Task to carry out — Every line with the string "manifest" in it belongs in your answer, so copy them all from the data.

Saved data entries
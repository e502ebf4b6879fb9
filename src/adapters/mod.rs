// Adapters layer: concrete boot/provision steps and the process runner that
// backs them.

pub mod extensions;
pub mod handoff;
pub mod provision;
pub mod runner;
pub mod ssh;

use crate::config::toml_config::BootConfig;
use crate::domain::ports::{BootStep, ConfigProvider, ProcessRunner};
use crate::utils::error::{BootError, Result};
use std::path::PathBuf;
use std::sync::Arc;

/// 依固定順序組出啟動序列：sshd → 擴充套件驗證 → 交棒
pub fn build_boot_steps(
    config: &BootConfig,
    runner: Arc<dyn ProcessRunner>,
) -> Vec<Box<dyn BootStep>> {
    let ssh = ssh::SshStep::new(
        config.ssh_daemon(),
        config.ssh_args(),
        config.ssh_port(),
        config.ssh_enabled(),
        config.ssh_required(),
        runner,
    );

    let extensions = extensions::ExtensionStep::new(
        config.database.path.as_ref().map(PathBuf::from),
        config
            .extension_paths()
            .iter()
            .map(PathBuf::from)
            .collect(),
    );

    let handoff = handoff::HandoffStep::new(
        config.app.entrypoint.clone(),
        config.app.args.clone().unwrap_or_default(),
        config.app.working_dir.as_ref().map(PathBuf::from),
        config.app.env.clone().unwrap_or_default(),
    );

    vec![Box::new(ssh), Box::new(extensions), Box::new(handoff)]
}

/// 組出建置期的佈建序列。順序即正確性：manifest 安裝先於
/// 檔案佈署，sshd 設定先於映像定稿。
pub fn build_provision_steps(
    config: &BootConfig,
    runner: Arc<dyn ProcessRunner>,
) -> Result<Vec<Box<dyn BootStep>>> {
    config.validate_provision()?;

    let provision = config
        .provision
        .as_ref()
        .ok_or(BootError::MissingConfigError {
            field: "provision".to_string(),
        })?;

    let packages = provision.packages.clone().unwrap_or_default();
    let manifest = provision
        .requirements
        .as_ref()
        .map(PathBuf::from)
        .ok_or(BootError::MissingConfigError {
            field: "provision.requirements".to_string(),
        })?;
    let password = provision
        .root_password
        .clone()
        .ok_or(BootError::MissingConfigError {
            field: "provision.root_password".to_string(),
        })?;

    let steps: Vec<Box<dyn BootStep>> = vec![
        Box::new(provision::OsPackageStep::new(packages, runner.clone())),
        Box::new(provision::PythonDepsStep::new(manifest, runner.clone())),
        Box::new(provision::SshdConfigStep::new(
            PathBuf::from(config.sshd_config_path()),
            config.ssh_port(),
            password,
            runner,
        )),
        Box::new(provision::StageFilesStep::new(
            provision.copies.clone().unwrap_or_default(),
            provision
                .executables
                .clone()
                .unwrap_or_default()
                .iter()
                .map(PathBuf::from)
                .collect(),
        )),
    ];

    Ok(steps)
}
==
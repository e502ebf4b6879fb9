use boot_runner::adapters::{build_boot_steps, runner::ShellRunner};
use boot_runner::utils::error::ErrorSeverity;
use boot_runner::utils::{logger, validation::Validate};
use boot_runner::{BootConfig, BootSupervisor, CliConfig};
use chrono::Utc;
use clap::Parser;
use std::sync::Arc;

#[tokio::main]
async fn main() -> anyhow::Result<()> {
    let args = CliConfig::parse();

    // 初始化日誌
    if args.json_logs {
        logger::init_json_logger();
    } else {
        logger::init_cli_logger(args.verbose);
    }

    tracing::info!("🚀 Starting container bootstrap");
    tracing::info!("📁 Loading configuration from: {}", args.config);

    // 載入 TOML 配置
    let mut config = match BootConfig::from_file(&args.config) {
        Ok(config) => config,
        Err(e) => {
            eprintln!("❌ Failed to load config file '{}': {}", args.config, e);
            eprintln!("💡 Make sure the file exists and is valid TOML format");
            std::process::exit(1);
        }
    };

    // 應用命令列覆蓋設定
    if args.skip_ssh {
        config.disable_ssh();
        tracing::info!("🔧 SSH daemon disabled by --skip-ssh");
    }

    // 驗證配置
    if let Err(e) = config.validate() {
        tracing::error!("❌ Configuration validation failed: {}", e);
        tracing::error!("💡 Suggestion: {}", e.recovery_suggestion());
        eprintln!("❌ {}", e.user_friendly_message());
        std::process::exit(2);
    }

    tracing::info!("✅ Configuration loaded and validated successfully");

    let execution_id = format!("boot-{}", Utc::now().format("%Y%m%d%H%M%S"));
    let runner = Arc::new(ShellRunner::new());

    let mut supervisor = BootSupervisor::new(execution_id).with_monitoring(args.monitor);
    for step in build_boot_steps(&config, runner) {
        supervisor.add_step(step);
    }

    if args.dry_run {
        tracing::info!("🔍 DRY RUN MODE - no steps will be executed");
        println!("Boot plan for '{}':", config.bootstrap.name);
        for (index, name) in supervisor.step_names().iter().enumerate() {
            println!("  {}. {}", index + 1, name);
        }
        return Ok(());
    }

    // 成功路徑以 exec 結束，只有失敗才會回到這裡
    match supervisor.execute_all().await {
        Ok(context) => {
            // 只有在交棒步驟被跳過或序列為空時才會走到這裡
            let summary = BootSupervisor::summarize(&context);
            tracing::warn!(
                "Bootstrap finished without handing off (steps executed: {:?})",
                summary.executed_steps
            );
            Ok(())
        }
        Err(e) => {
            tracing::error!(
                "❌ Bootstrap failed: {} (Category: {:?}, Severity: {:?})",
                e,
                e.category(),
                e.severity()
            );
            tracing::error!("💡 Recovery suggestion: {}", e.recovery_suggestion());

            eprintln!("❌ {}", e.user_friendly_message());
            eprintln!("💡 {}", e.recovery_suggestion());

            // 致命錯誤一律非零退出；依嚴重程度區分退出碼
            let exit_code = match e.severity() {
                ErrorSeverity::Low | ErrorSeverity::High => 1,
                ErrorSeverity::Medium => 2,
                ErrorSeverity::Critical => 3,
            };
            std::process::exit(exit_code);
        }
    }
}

Written solution —
/// 組出建置期的佈建序列。順序即正確性：manifest 安裝先於
    let manifest = provision
        Box::new(provision::PythonDepsStep::new(manifest, runner.clone())),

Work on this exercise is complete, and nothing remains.